Cross-talk between thiamin diphosphate binding and phosphorylation loop conformation in human branched-chain α-keto acid decarboxylase/ dehydrogenase

The decarboxylase/dehydrogenase (E1b) component of the 4-megadalton human branched-chain α-keto acid dehydrogenase (BCKD) metabolic machine is a thiamin diphosphate (ThDP)-dependent enzyme with a heterotetrameric cofactor-binding fold. The E1b component catalyzes the decarboxylation of α-keto acids and the subsequent reductive acylation of the lipoic acid-bearing domain (LBD) from the 24-meric transacylase (E2b) core. In the present study, we show that the binding of cofactor ThDP to the E1b active site induces a disorder-to-order transition of the conserved phosphorylation loop carrying the two phosphorylation sites Ser²⁹²-α and Ser ³⁰²-α, as deduced from the 1.80-1.85 Å apoE1b and holoE1b structures.

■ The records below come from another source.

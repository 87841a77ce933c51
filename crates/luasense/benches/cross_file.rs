// cross_file.rs - Benchmarks for require resolution and signature indexing
//
// Run with: cargo bench --bench cross_file --features test-support
// Compare baselines: cargo bench --bench cross_file --features test-support -- --baseline before

use criterion::{black_box, criterion_group, criterion_main, BenchmarkId, Criterion};

use luasense::cross_file::indexer::{IndexSettings, SymbolIndexer};
use luasense::cross_file::require_detect::parse_requires;
use luasense::cross_file::signatures::extract_signatures;
use luasense::test_utils::fixture_workspace::{
    create_fixture_workspace, generate_lua_file_content, module_name, FixtureConfig,
};

fn indexer() -> SymbolIndexer {
    SymbolIndexer::new(IndexSettings {
        include_builtins: false,
        ..IndexSettings::default()
    })
}

// ---------------------------------------------------------------------------
// Benchmark: reachable file traversal with varying require chain depths
//
// Cached: the indexer already holds every file's parse, so only resolution
// and traversal are measured. Cold: a fresh indexer reads every file.
// ---------------------------------------------------------------------------

fn bench_reachable_files(c: &mut Criterion) {
    let mut group = c.benchmark_group("cross_file_reachable_files");
    group.sample_size(20);

    for &depth in &[1usize, 5, 15] {
        let config = FixtureConfig {
            file_count: (depth + 5).max(10),
            functions_per_file: 5,
            require_chain_depth: depth,
            methods_per_file: 2,
            extra_lines_per_file: 3,
        };
        let workspace = create_fixture_workspace(&config);
        let entry = workspace.path().join(format!("{}.lua", module_name(0)));

        let warm = indexer();
        warm.resolve_reachable_files(&entry);
        group.bench_with_input(BenchmarkId::new("cached", depth), &depth, |b, _| {
            b.iter(|| black_box(warm.resolve_reachable_files(black_box(&entry))))
        });

        group.bench_with_input(BenchmarkId::new("cold", depth), &depth, |b, _| {
            b.iter(|| {
                let cold = indexer();
                black_box(cold.signatures_visible_from(black_box(&entry)))
            })
        });
    }

    group.finish();
}

// ---------------------------------------------------------------------------
// Benchmark: line heuristics over a single generated file
// ---------------------------------------------------------------------------

fn bench_extraction(c: &mut Criterion) {
    let mut group = c.benchmark_group("cross_file_extraction");

    let configs: &[(&str, FixtureConfig)] = &[
        ("small", FixtureConfig::small()),
        ("large", FixtureConfig::large()),
    ];

    for (label, config) in configs {
        let content = generate_lua_file_content(0, config);

        group.bench_with_input(
            BenchmarkId::new("extract_signatures", *label),
            &content,
            |b, content| b.iter(|| black_box(extract_signatures(black_box(content)))),
        );
        group.bench_with_input(
            BenchmarkId::new("parse_requires", *label),
            &content,
            |b, content| b.iter(|| black_box(parse_requires(black_box(content)))),
        );
    }

    group.finish();
}

criterion_group!(benches, bench_reachable_files, bench_extraction);
criterion_main!(benches);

The induced loop conformation is essential for the recognition of lipoylated LBD to initiate E1b-catalyzed reductive acylation. Alterations of invariant Arg²⁸⁷-̊, Asp²⁸⁵-̊, Tyr ³⁰⁰-α, and Arg³⁰¹-α that form a hydrogen-bonding network in the phosphorylation loop result in the disordering of the loop conformation as elucidated by limited proteolysis, accompanied by the impaired binding and diminished reductive acylation of lipoylated LBD. In contrast, k_cat values for E1b-catalyzed decarboxylation of the α-keto acid are higher in these E1b mutants than in wild-type E1b, with higher K_m values for the substrate in the mutants. ThDP binding that orders the loop prevents phosphorylation of E1b by the BCKD kinase and averts the inactivation of wild-type E1b, but not the above mutants, by this covalent modification. Our results establish that the cross-talk between the bound ThDP and the phosphorylation loop conformation serves as a feed-forward switch for multiple reaction steps in the BCKD metabolic machine.